Assume that A and B are non-void subsets of a metric space, and that S : A ⟶ B and T : A ⟶ B are given non-self-mappings. In light of the fact that S and T are non-self-mappings, it may happen that the equations S x = x and T x = x have no common solution, named a common fixed point of the mappings S and T . Subsequently, in the event that there is no common solution of the preceding equations, one speculates about finding an element x that is in close proximity to S x and T x in the sense that d ( x , S x ) and d ( x , T x ) are minimum. Indeed, a common best proximity point theorem investigates the existence of such an optimal approximate solution, named a common best proximity point of the mappings S and T , to the equations S x = x and T x = x when there is no common solution.

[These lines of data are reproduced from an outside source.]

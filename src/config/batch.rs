use clap::ValueEnum;
use serde::Deserialize;
use std::fs;
use std::path::{Path, PathBuf};

use crate::config::pipeline::{default_pipeline, StageConfig};
use crate::error::{BatchError, Result};
use crate::monitor::DEFAULT_GROWTH_THRESHOLD_MB;
use crate::stats::DEFAULT_MEMORY_HISTORY;

fn default_concurrency() -> usize {
    4
}

fn default_growth_threshold_mb() -> f64 {
    DEFAULT_GROWTH_THRESHOLD_MB
}

fn default_history_capacity() -> usize {
    DEFAULT_MEMORY_HISTORY
}

#[derive(Deserialize, Debug, Clone, Copy, PartialEq, Eq, Default, ValueEnum)]
#[serde(rename_all = "lowercase")]
pub enum ProgressMode {
    #[default]
    Bar,
    Log,
    #[serde(rename = "none")]
    #[value(name = "none")]
    Off,
}

#[derive(Deserialize, Debug, Clone, PartialEq)]
pub struct MemoryConfig {
    #[serde(default = "default_growth_threshold_mb")]
    pub growth_threshold_mb: f64,
    #[serde(default = "default_history_capacity")]
    pub history_capacity: usize,
}

impl Default for MemoryConfig {
    fn default() -> Self {
        Self {
            growth_threshold_mb: default_growth_threshold_mb(),
            history_capacity: default_history_capacity(),
        }
    }
}

/// Top-level configuration for an ingestion run, read from YAML.
#[derive(Deserialize, Debug, Clone, PartialEq)]
pub struct BatchConfig {
    #[serde(default = "default_concurrency")]
    pub concurrency: usize,
    #[serde(default)]
    pub memory: MemoryConfig,
    /// Accepted and logged; no early-abort policy reads it yet.
    #[serde(default)]
    pub max_consecutive_failures: Option<usize>,
    #[serde(default)]
    pub progress: ProgressMode,
    #[serde(default)]
    pub log_dir: Option<PathBuf>,
    #[serde(default)]
    pub metrics_port: Option<u16>,
    #[serde(default = "default_pipeline")]
    pub pipeline: Vec<StageConfig>,
}

impl Default for BatchConfig {
    fn default() -> Self {
        Self {
            concurrency: default_concurrency(),
            memory: MemoryConfig::default(),
            max_consecutive_failures: None,
            progress: ProgressMode::default(),
            log_dir: None,
            metrics_port: None,
            pipeline: default_pipeline(),
        }
    }
}

impl BatchConfig {
    pub fn validate(&self) -> Result<()> {
        if self.concurrency == 0 {
            return Err(BatchError::ConfigValidationError(
                "concurrency must be greater than 0".to_string(),
            ));
        }
        if !self.memory.growth_threshold_mb.is_finite() || self.memory.growth_threshold_mb <= 0.0 {
            return Err(BatchError::ConfigValidationError(format!(
                "memory.growth_threshold_mb must be a positive number, got {}",
                self.memory.growth_threshold_mb
            )));
        }
        if self.memory.history_capacity == 0 {
            return Err(BatchError::ConfigValidationError(
                "memory.history_capacity must be greater than 0".to_string(),
            ));
        }
        if self.pipeline.is_empty() {
            return Err(BatchError::ConfigValidationError(
                "pipeline must contain at least one stage".to_string(),
            ));
        }
        for stage_config in &self.pipeline {
            stage_config.validate()?;
        }
        Ok(())
    }
}

/// Loads and parses the batch configuration YAML file.
pub fn load_batch_config<P: AsRef<Path>>(config_path: P) -> Result<BatchConfig> {
    let path_ref = config_path.as_ref();
    let config_content = fs::read_to_string(path_ref).map_err(|e| {
        BatchError::ConfigError(format!(
            "Failed to read batch config file '{}': {}",
            path_ref.display(),
            e
        ))
    })?;

    serde_yaml::from_str(&config_content).map_err(|e| {
        BatchError::ConfigError(format!(
            "Failed to parse batch config YAML from '{}': {}",
            path_ref.display(),
            e
        ))
    })
}
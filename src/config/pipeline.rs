use serde::Deserialize;
use std::path::PathBuf;

use crate::error::{BatchError, Result};

/// A single stage in the extraction pipeline.
/// The `type` field in YAML selects the variant.
#[derive(Deserialize, Debug, Clone, PartialEq)]
#[serde(tag = "type")]
pub enum StageConfig {
    LoadText(LoadTextParams),
    CitationExtractor,
    EntityExtractor(EntityExtractorParams),
    GraphWriter(GraphWriterParams),
}

impl StageConfig {
    pub fn name(&self) -> &'static str {
        match self {
            StageConfig::LoadText(_) => "LoadText",
            StageConfig::CitationExtractor => "CitationExtractor",
            StageConfig::EntityExtractor(_) => "EntityExtractor",
            StageConfig::GraphWriter(_) => "GraphWriter",
        }
    }

    pub fn validate(&self) -> Result<()> {
        match self {
            StageConfig::LoadText(params) => params.validate(),
            StageConfig::CitationExtractor => Ok(()),
            StageConfig::EntityExtractor(params) => params.validate(),
            StageConfig::GraphWriter(params) => params.validate(),
        }
    }
}

#[derive(Deserialize, Debug, Clone, Default, PartialEq)]
pub struct LoadTextParams {
    /// Documents larger than this fail instead of being read.
    #[serde(default)]
    pub max_bytes: Option<u64>,
}

impl LoadTextParams {
    pub fn validate(&self) -> Result<()> {
        if self.max_bytes == Some(0) {
            return Err(BatchError::ConfigValidationError(
                "LoadTextParams: max_bytes must be greater than 0".to_string(),
            ));
        }
        Ok(())
    }
}

fn default_min_length() -> usize {
    3
}

#[derive(Deserialize, Debug, Clone, PartialEq)]
pub struct EntityExtractorParams {
    #[serde(default = "default_min_length")]
    pub min_length: usize,
}

impl Default for EntityExtractorParams {
    fn default() -> Self {
        Self {
            min_length: default_min_length(),
        }
    }
}

impl EntityExtractorParams {
    pub fn validate(&self) -> Result<()> {
        if self.min_length == 0 {
            return Err(BatchError::ConfigValidationError(
                "EntityExtractorParams: min_length must be greater than 0".to_string(),
            ));
        }
        Ok(())
    }
}

fn default_graph_output() -> PathBuf {
    PathBuf::from("output/graph_edges.jsonl")
}

#[derive(Deserialize, Debug, Clone, PartialEq)]
pub struct GraphWriterParams {
    #[serde(default = "default_graph_output")]
    pub output_path: PathBuf,
    /// Flush to disk once this many edges are buffered. Unset means flush
    /// only at cleanup.
    #[serde(default)]
    pub flush_threshold: Option<usize>,
}

impl Default for GraphWriterParams {
    fn default() -> Self {
        Self {
            output_path: default_graph_output(),
            flush_threshold: None,
        }
    }
}

impl GraphWriterParams {
    pub fn validate(&self) -> Result<()> {
        if self.output_path.as_os_str().is_empty() {
            return Err(BatchError::ConfigValidationError(
                "GraphWriterParams: output_path must not be empty".to_string(),
            ));
        }
        if self.flush_threshold == Some(0) {
            return Err(BatchError::ConfigValidationError(
                "GraphWriterParams: flush_threshold must be greater than 0".to_string(),
            ));
        }
        Ok(())
    }
}

/// LoadText, CitationExtractor, EntityExtractor, GraphWriter with default parameters.
pub fn default_pipeline() -> Vec<StageConfig> {
    vec![
        StageConfig::LoadText(LoadTextParams::default()),
        StageConfig::CitationExtractor,
        StageConfig::EntityExtractor(EntityExtractorParams::default()),
        StageConfig::GraphWriter(GraphWriterParams::default()),
    ]
}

Moreover, it is emphasized that the real valued functions x ⟶ d ( x , S x ) and x ⟶ d ( x , T x ) evaluate the degree of the error involved for any common approximate solution of the equations S x = x and T x = x . Owing to the fact that the distance between x and S x , and the distance between x and T x are at least the distance between A and B for all x in A , a common best proximity point theorem accomplishes the global minimum of both functions x ⟶ d ( x , S x ) and x ⟶ d ( x , T x ) by postulating a common approximate solution of the equations S x = x and T x = x for meeting the condition that d ( x , S x ) = d ( x , T x ) = d ( A , B ) . This work is devoted to an interesting common best proximity point theorem for pairs of non-self-mappings satisfying a contraction-like condition, thereby producing common optimal approximate solutions of certain simultaneous fixed point equations.